Further details on the Remuneration Committee’s responsibilities and activities can be found in the Remuneration Committee Report on pages 44 to 45 (within the Directors’ Remuneration Report). Information on the Company’s policy regarding the setting of Directors’ remuneration, together with the remuneration of Directors, is set out in the Directors’ Remuneration Report on pages 44 to 59. The Company’s current remuneration policy as recommended by the Remuneration Committee was approved at the Annual General Meeting of the Company on 19 December 2024. The remuneration policy is more fully explained in the Directors’ Remuneration Report.
Nomination Committee
Members: Gil Sharon (Chair), Prof. Varda Shalev and Dr. Avigdor Shafferman
The membership of the Nomination Committee consists of independent Non-executive Directors. In line with the Committee’s terms of reference, the Chairman of the Board acts as Chair of the Committee. Accordingly, Gil Sharon succeeded Dr. Gideon Chitayat as Chair of the Nomination Committee when he assumed the role of Chairman of the Company. In addition, Harel Locker stepped down from the Remuneration Committee following his retirement from the Board. During the year, the Nomination Committee met on two occasions where it discussed, and recommended to the Board, the appointment of new Non-executive Directors.
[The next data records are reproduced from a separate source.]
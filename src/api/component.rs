use derive_more::Display;
use serde::{Deserialize, Serialize};

/// Inventory line item.
#[derive(Clone, Debug, Deserialize, PartialEq, Serialize)]
pub struct Component {
    pub id: Id,
    pub name: String,
    #[serde(default)]
    pub description: Option<String>,
    pub in_stock: u32,
    #[serde(default)]
    pub price: Option<f64>,
}

#[derive(
    Clone,
    Copy,
    Debug,
    Deserialize,
    Display,
    Eq,
    Hash,
    Ord,
    PartialEq,
    PartialOrd,
    Serialize,
)]
pub struct Id(i64);

impl From<i64> for Id {
    fn from(value: i64) -> Self {
        Self(value)
    }
}

/// Quantity of a component consumed by a repair.
#[derive(Clone, Copy, Debug, Deserialize, Eq, PartialEq, Serialize)]
pub struct Allocation {
    pub id: Id,
    pub quantity: u32,
}

#[derive(Clone, Debug, Deserialize, Serialize)]
pub struct New {
    pub name: String,
    pub description: Option<String>,
    pub in_stock: u32,
    pub price: Option<f64>,
}

/// Partial update, absent fields are left untouched.
#[derive(Clone, Debug, Default, Deserialize, Serialize)]
pub struct Update {
    #[serde(default, skip_serializing_if = "Option::is_none")]
    pub name: Option<String>,
    #[serde(default, skip_serializing_if = "Option::is_none")]
    pub description: Option<String>,
    #[serde(default, skip_serializing_if = "Option::is_none")]
    pub in_stock: Option<u32>,
    #[serde(default, skip_serializing_if = "Option::is_none")]
    pub price: Option<f64>,
}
The Nomination Committee is specifically tasked with assessing the process utilised by the Company in relation to Board appointments and in monitoring diversity during the recruitment process and in the context of the resulting appointment made. During the process, the Nomination Committee considers the role and capabilities required for a particular appointment, with consideration given to the balance of skills, experience, independence and knowledge on the Board. Board appointments are made on merit, having due regard, amongst other things, to the benefits of diversity on the Board. The Nomination Committee considers the skills, experience and expertise of a potential candidate against the needs of the Company, and presents its recommendations to the Board.
Responsible Business Committee
Members: Dr. Shmuel Ben Zvi (Chair), Ayala Hakim and Dr. Avigdor Shafferman
During the year, Dr. Ben Zvi and Ayala Hakim joined the Responsible Business Committee and Dr. Ben Zvi succeeded Dr. Gideon Chitayat as Chair, with the latter stepping down from the committee along with Moti Nagar and Prof. Varda Shalev. Harel Locker also stepped down from the Responsible Business Committee following his retirement from the Board.
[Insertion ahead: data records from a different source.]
//! Client-side stock pre-check.
//!
//! The check runs against the most recently fetched inventory and holds no
//! lock: the backend re-validates on submission and stays authoritative.

use itertools::Itertools as _;
use serde::Serialize;

use crate::api::{component, Component};

use super::Error;

/// Snapshot of the component inventory.
#[derive(Clone, Debug, Default, Serialize)]
#[serde(transparent)]
pub struct Inventory {
    components: Vec<Component>,
}

impl Inventory {
    pub fn new(components: Vec<Component>) -> Self {
        Self { components }
    }

    pub fn components(&self) -> &[Component] {
        &self.components
    }

    pub fn get(&self, id: component::Id) -> Option<&Component> {
        self.components.iter().find(|c| c.id == id)
    }

    /// Verifies that every allocation fits the stock of this snapshot.
    ///
    /// Repeated allocations of one component are summed. The first
    /// offending component, in allocation order, is reported.
    pub fn check(
        &self,
        allocations: &[component::Allocation],
    ) -> Result<(), Error> {
        let totals = allocations
            .iter()
            .map(|a| (a.id, a.quantity))
            .into_grouping_map()
            .fold(0u32, |acc, _, quantity| acc.saturating_add(quantity));

        for id in allocations.iter().map(|a| a.id).unique() {
            let component = self.get(id).ok_or(Error::UnknownComponent(id))?;
            let requested = totals.get(&id).copied().unwrap_or_default();
            if requested > component.in_stock {
                return Err(Error::InsufficientStock {
                    id,
                    name: component.name.clone(),
                    requested,
                    in_stock: component.in_stock,
                });
            }
        }

        Ok(())
    }
}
The primary role of the Responsible Business Committee is to assist the Board in:
- understanding the views of key stakeholders in the Company;
- understanding the Company’s impact on community and environment;
- assessing and monitoring climate-related risks and opportunities; and
- ensuring that the Board is aware of the processes used by the Company in engaging with its key stakeholders.
The interests of the Company’s key stakeholders, as well as the likely consequences of any decisions in the long term, the interests of the Company’s employees, the need to foster the Company’s business relationships with suppliers, customers and others, the impact of the Company’s operations on the community and the environment, the desirability of the Company maintaining a reputation for high standards of business conduct, and the need to act fairly between members of the Company, have been considered in Board discussions and decision-making through discussions in the Responsible Business Committee; through the participation of external and independent directors who bring external perspectives to the Board discussions; through the incorporation of environmental aspects into the Group’s Risks and Opportunities Management Framework; and through the Company’s general risk management system, which includes management of risks related to employees, suppliers, customers and reputation.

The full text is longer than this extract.